**Description of the task**
What is the number of lines in the entries that contain the word "Paragraph"? Answer with that figure alone.

-.-.-

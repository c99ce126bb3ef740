//! New scenario view: a single name field.

use crossterm::event::{KeyCode, KeyModifiers};
use navi_nexus::{Action, Component, Context, Event, EventContext};
use ratatui::{
    layout::{Constraint, Direction, Layout},
    style::{Color, Style},
    text::{Line, Span},
    widgets::{Block, BorderType, Borders, Paragraph},
};

use crate::routes::{scenario_path, RESERVED_ID_CHARS};

#[derive(Default)]
pub struct NewScenarioPage {
    name: String,
}

impl NewScenarioPage {
    pub fn new() -> Self {
        Self::default()
    }

    pub fn name(&self) -> &str {
        &self.name
    }
}

impl Component for NewScenarioPage {
    fn on_exit(&mut self, _cx: &mut Context<Self>) {
        self.name.clear();
    }

    fn render(&mut self, frame: &mut ratatui::Frame, cx: &mut Context<Self>) {
        let layout = Layout::default()
            .direction(Direction::Vertical)
            .constraints([Constraint::Length(3), Constraint::Min(0), Constraint::Length(1)])
            .split(cx.area);

        let field = Paragraph::new(Line::from(vec![
            Span::raw(self.name()),
            Span::styled("█", Style::default().fg(Color::Cyan)),
        ]))
        .block(
            Block::default()
                .title(" New Scenario Name ")
                .borders(Borders::ALL)
                .border_type(BorderType::Rounded)
                .border_style(Style::default().fg(Color::Cyan)),
        );
        frame.render_widget(field, layout[0]);

        let hints = Paragraph::new(" Type a name │ Enter Open │ Esc Back ")
            .style(Style::default().fg(Color::DarkGray));
        frame.render_widget(hints, layout[2]);
    }

    fn handle_event(&mut self, event: Event, _cx: &mut EventContext<Self>) -> Option<Action> {
        match event {
            Event::Key(key) => match key.code {
                KeyCode::Char(_) if key.modifiers.intersects(KeyModifiers::CONTROL | KeyModifiers::ALT) => {
                    None
                }
                KeyCode::Char(c) => {
                    if !RESERVED_ID_CHARS.contains(&c) {
                        self.name.push(c);
                    }
                    None
                }
                KeyCode::Backspace => {
                    self.name.pop();
                    None
                }
                KeyCode::Enter => {
                    let name = self.name.trim();
                    if name.is_empty() {
                        None
                    } else {
                        Some(Action::Navigate(scenario_path(name)))
                    }
                }
                KeyCode::Esc => Some(Action::Back),
                _ => None,
            },
            Event::Paste(text) => {
                self.name.extend(
                    text.trim_end_matches(['\r', '\n'])
                        .chars()
                        .filter(|c| !RESERVED_ID_CHARS.contains(c)),
                );
                None
            }
            _ => None,
        }
    }
}
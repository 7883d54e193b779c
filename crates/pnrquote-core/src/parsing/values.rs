use rust_decimal::Decimal;
use std::str::FromStr;

/// Parse a monetary or percentage amount as written by agents.
///
/// Handles formats like:
/// - "6500.00" / "6500,00" -> 6500.00
/// - "6.500,00" / "6,500.00" -> 6500.00
/// - "USD 50" / "usd50,00" -> 50
/// - "1.234.567" -> 1234567 (repeated separator is a thousands separator)
///
/// Returns None when no number can be read.
pub fn parse_amount(s: &str) -> Option<Decimal> {
    let digits: String = s
        .trim()
        .trim_start_matches(|c: char| c.is_alphabetic() || c.is_whitespace())
        .chars()
        .take_while(|c| c.is_ascii_digit() || *c == '.' || *c == ',')
        .collect();
    let digits = digits.trim_end_matches(['.', ',']);

    if digits.is_empty() || !digits.starts_with(|c: char| c.is_ascii_digit()) {
        return None;
    }

    let normalized = normalize_separators(digits);
    Decimal::from_str(&normalized).ok()
}

/// Reduce a number with `,`/`.` separators to plain `1234.56` form.
fn normalize_separators(s: &str) -> String {
    let last_comma = s.rfind(',');
    let last_dot = s.rfind('.');

    match (last_comma, last_dot) {
        // Both present: whichever comes last is the decimal separator
        (Some(c), Some(d)) => {
            let (thousands, decimal) = if c > d { ('.', ',') } else { (',', '.') };
            s.chars()
                .filter(|&ch| ch != thousands)
                .map(|ch| if ch == decimal { '.' } else { ch })
                .collect()
        }
        (Some(_), None) => single_separator(s, ','),
        (None, Some(_)) => single_separator(s, '.'),
        (None, None) => s.to_string(),
    }
}

/// A single kind of separator is decimal when it occurs once, thousands otherwise.
fn single_separator(s: &str, sep: char) -> String {
    if s.matches(sep).count() == 1 {
        s.replace(sep, ".")
    } else {
        s.replace(sep, "")
    }
}

/// Render an amount with exactly two decimals and a currency code: `USD 200.00`.
pub fn format_code_amount(currency: &str, amount: Decimal) -> String {
    let mut value = amount.round_dp(2);
    value.rescale(2);
    format!("{} {}", currency, value)
}

#[cfg(test)]
mod tests {
    use super::*;
    use rust_decimal_macros::dec;

    #[test]
    fn test_dot_decimal() {
        assert_eq!(parse_amount("6500.00"), Some(dec!(6500.00)));
    }

    #[test]
    fn test_comma_decimal() {
        assert_eq!(parse_amount("2539,30"), Some(dec!(2539.30)));
    }

    #[test]
    fn test_brazilian_thousands() {
        assert_eq!(parse_amount("6.500,00"), parse_amount("6500.00"));
        assert_eq!(parse_amount("6.500,00"), Some(dec!(6500)));
    }

    #[test]
    fn test_english_thousands() {
        assert_eq!(parse_amount("6,500.00"), Some(dec!(6500)));
    }

    #[test]
    fn test_repeated_separator_is_thousands() {
        assert_eq!(parse_amount("1.234.567"), Some(dec!(1234567)));
    }

    #[test]
    fn test_currency_prefix_and_trailing_dot() {
        assert_eq!(parse_amount("USD 50,00."), Some(dec!(50)));
        assert_eq!(parse_amount("usd400.00"), Some(dec!(400)));
    }

    #[test]
    fn test_not_a_number() {
        assert_eq!(parse_amount("abc"), None);
        assert_eq!(parse_amount(""), None);
        assert_eq!(parse_amount(",50"), None);
    }

    #[test]
    fn test_format_code_amount() {
        assert_eq!(format_code_amount("USD", dec!(200)), "USD 200.00");
        assert_eq!(format_code_amount("EUR", dec!(400.5)), "EUR 400.50");
    }
}
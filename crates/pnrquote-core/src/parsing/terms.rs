//! Named single-line rules for the commercial terms of a quote block.
//!
//! Every rule looks at one line (or the whole block, for currency) and never
//! depends on another rule having matched. Amounts go through
//! [`parse_amount`] so every rule reads `6.500,00` and `6500.00` alike.

use super::fare::CURRENCIES;
use super::values::{format_code_amount, parse_amount};
use crate::model::FareCategory;
use regex::Regex;
use rust_decimal::Decimal;
use serde::{Deserialize, Serialize};
use std::sync::LazyLock;

static CURRENCY: LazyLock<Regex> = LazyLock::new(|| {
    Regex::new(&format!(r"(?i)(?:^|[^A-Za-z])({CURRENCIES})(?:[^A-Za-z]|$)"))
        .expect("currency pattern is valid")
});

static INSTALLMENTS: LazyLock<Regex> = LazyLock::new(|| {
    Regex::new(r"(?i)\b(?:pagto|parcelas?)\s*(\d{1,2})\s*x\b").expect("installments pattern is valid")
});

static INCENTIVE: LazyLock<Regex> = LazyLock::new(|| {
    Regex::new(r"(?i)\bin\s*(\d+(?:[.,]\d+)?)\s*%").expect("incentive pattern is valid")
});

static FEE: LazyLock<Regex> = LazyLock::new(|| {
    Regex::new(&format!(
        r"(?i)(?:\+\s*)?\bfee\s*:?\s*(?:(?:{CURRENCIES})\s*)?(\d[\d.,]*)"
    ))
    .expect("fee pattern is valid")
});

static COMMISSION: LazyLock<Regex> = LazyLock::new(|| {
    Regex::new(r"(?i)\bcomiss[ãa]o\s*:?\s*(\d+(?:[.,]\d+)?)\s*%").expect("commission pattern is valid")
});

static PENALTY: LazyLock<Regex> = LazyLock::new(|| {
    Regex::new(r"(?i)^\s*multa\b(?:\s+de\s+altera[çc][ãa]o)?\s*:?\s*(?P<rest>.*)$")
        .expect("penalty pattern is valid")
});

static REFUND: LazyLock<Regex> = LazyLock::new(|| {
    Regex::new(r"(?i)^\s*(?P<neg>n[ãa]o\s+)?reembols\w*\s*:?\s*(?P<rest>.*)$")
        .expect("refund pattern is valid")
});

static AMOUNT_ONLY: LazyLock<Regex> = LazyLock::new(|| {
    Regex::new(&format!(
        r"(?i)^(?:(?P<cur>{CURRENCIES})\s*)?(?P<amount>\d[\d.,]*)\s*(?P<cur_after>{CURRENCIES})?\s*[.;]?$"
    ))
    .expect("amount pattern is valid")
});

static BAGGAGE: LazyLock<Regex> = LazyLock::new(|| {
    Regex::new(r"(?i)\b\d+\s*(?:pcs?|pe[çc]as?)\s*(?:de\s+)?\d+\s*kgs?\b(?:\s*/\s*[\w-]+)?")
        .expect("baggage pattern is valid")
});

static ALLOWANCE: LazyLock<Regex> = LazyLock::new(|| {
    Regex::new(r"(?i)(\d+)\s*(?:pcs?|pe[çc]as?)\s*(?:de\s+)?(\d+)\s*kgs?(?:\s*/\s*([A-Za-z]+))?")
        .expect("allowance pattern is valid")
});

static PAYMENT: LazyLock<Regex> =
    LazyLock::new(|| Regex::new(r"(?i)^\s*pagto\b").expect("payment pattern is valid"));

static NET: LazyLock<Regex> =
    LazyLock::new(|| Regex::new(r"(?i)\bnet\s*[/ -]?\s*net\b").expect("net pattern is valid"));

static PAYMENT_NOISE: LazyLock<[Regex; 3]> = LazyLock::new(|| {
    [
        Regex::new(r"(?i)\s*-\s*net\s*net\b").expect("payment noise pattern is valid"),
        Regex::new(r"(?i)\s*-\s*comiss[ãa]o\s*\d+(?:[.,]\d+)?\s*%?").expect("payment noise pattern is valid"),
        Regex::new(r"(?i)\s*net\s*net\b").expect("payment noise pattern is valid"),
    ]
});

static DIGITS_X: LazyLock<Regex> =
    LazyLock::new(|| Regex::new(r"(?i)(\d+)\s*x\b").expect("installment count pattern is valid"));

/// First currency code in the text, upper-cased.
pub fn find_currency(text: &str) -> Option<String> {
    CURRENCY.captures(text).map(|c| c[1].to_uppercase())
}

/// `pagto 6x`, `parcela 4x`, `parcelas 10x`.
pub fn find_installments(line: &str) -> Option<u32> {
    INSTALLMENTS.captures(line).and_then(|c| c[1].parse().ok())
}

/// `in 3%`. The flag is true when the match is the whole line.
pub fn find_incentive(line: &str) -> Option<(Decimal, bool)> {
    let caps = INCENTIVE.captures(line)?;
    let value = parse_amount(&caps[1])?;
    let whole = caps.get(0).map(|m| covers_line(line, m.as_str())).unwrap_or(false);
    Some((value, whole))
}

/// `Fee usd 50.00`, `+ Fee USD 50,00`.
pub fn find_fee(line: &str) -> Option<Decimal> {
    FEE.captures(line).and_then(|c| parse_amount(&c[1]))
}

/// `comissão 7%` inside any line.
pub fn find_commission(line: &str) -> Option<Decimal> {
    COMMISSION.captures(line).and_then(|c| parse_amount(&c[1]))
}

/// `Multa [de alteração] ...`. An amount-only remainder is rendered as
/// `CUR n.nn`; any other remainder is kept as written.
pub fn match_change_penalty(line: &str, block_currency: &str) -> Option<String> {
    let caps = PENALTY.captures(line)?;
    let rest = caps["rest"].trim();
    if rest.is_empty() {
        return Some(line.trim().to_string());
    }
    Some(amount_text(rest, block_currency).unwrap_or_else(|| rest.to_string()))
}

/// `Reembolso usd 400.00` or `Não reembolsável`. Lines that are not a bare
/// amount are kept whole so the negation survives.
pub fn match_refund(line: &str, block_currency: &str) -> Option<String> {
    let caps = REFUND.captures(line)?;
    if caps.name("neg").is_none() {
        if let Some(text) = amount_text(caps["rest"].trim(), block_currency) {
            return Some(text);
        }
    }
    Some(line.trim().to_string())
}

fn amount_text(rest: &str, block_currency: &str) -> Option<String> {
    let caps = AMOUNT_ONLY.captures(rest)?;
    let amount = parse_amount(&caps["amount"])?;
    let currency = caps
        .name("cur")
        .or_else(|| caps.name("cur_after"))
        .map(|m| m.as_str().to_uppercase())
        .unwrap_or_else(|| block_currency.to_string());
    Some(format_code_amount(&currency, amount))
}

/// Baggage hint as written: `2pc 32kg`, `2 peça de 32kgs`, `2pc 32kg/exe-pri`.
pub fn find_baggage(line: &str) -> Option<String> {
    BAGGAGE.find(line).map(|m| m.as_str().trim().to_string())
}

pub fn is_payment_line(line: &str) -> bool {
    PAYMENT.is_match(line)
}

/// `net net`, `Net/Net`, `net-net`.
pub fn has_net_marker(line: &str) -> bool {
    NET.is_match(line)
}

/// Customer-facing payment text. Internal markers (`net net`,
/// `comissão N%`) are removed first.
pub fn sanitize_payment_terms(line: &str, installments: Option<u32>) -> String {
    let clean = PAYMENT_NOISE
        .iter()
        .fold(line.to_string(), |acc, re| re.replace_all(&acc, "").into_owned());
    let clean = clean.trim();

    let count = DIGITS_X
        .captures(clean)
        .and_then(|c| c[1].parse::<u32>().ok())
        .or(installments.filter(|n| *n > 1));

    match count {
        Some(n) => format!("Em até {n}x no cartão de crédito. Taxas à vista."),
        None if clean.is_empty() => "À vista".to_string(),
        None => clean.to_string(),
    }
}

/// True when `matched` is everything on the line apart from surrounding
/// whitespace and a trailing `.` or `;`.
pub fn covers_line(line: &str, matched: &str) -> bool {
    line.trim().trim_end_matches(['.', ';']).trim() == matched.trim()
}

#[derive(Debug, Clone, PartialEq, Eq, Serialize, Deserialize)]
pub struct BaggageAllowance {
    pub pieces: u32,
    pub piece_kg: u32,
    #[serde(skip_serializing_if = "Option::is_none")]
    pub fare_class: Option<String>,
}

/// Decompose a baggage hint (`2pc 32kg/exe, 1pc 23kg`) into allowances.
/// Entries that do not read as `N pc N kg` are skipped.
pub fn parse_allowances(hint: &str) -> Vec<BaggageAllowance> {
    hint.split([',', ';'])
        .map(str::trim)
        .filter(|e| !e.is_empty())
        .filter_map(|entry| {
            let caps = ALLOWANCE.captures(entry)?;
            Some(BaggageAllowance {
                pieces: caps[1].parse().ok()?,
                piece_kg: caps[2].parse().ok()?,
                fare_class: caps.get(3).map(|m| m.as_str().to_uppercase()),
            })
        })
        .collect()
}

/// Standard allowance for a cabin when the quote does not state one.
pub fn default_allowance_for(category: &FareCategory) -> BaggageAllowance {
    let (pieces, piece_kg) = match category {
        FareCategory::Exe => (2, 32),
        FareCategory::Pre => (2, 23),
        FareCategory::Eco | FareCategory::Other(_) => (1, 23),
    };
    BaggageAllowance {
        pieces,
        piece_kg,
        fare_class: None,
    }
}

-.-.-

**Task response**
3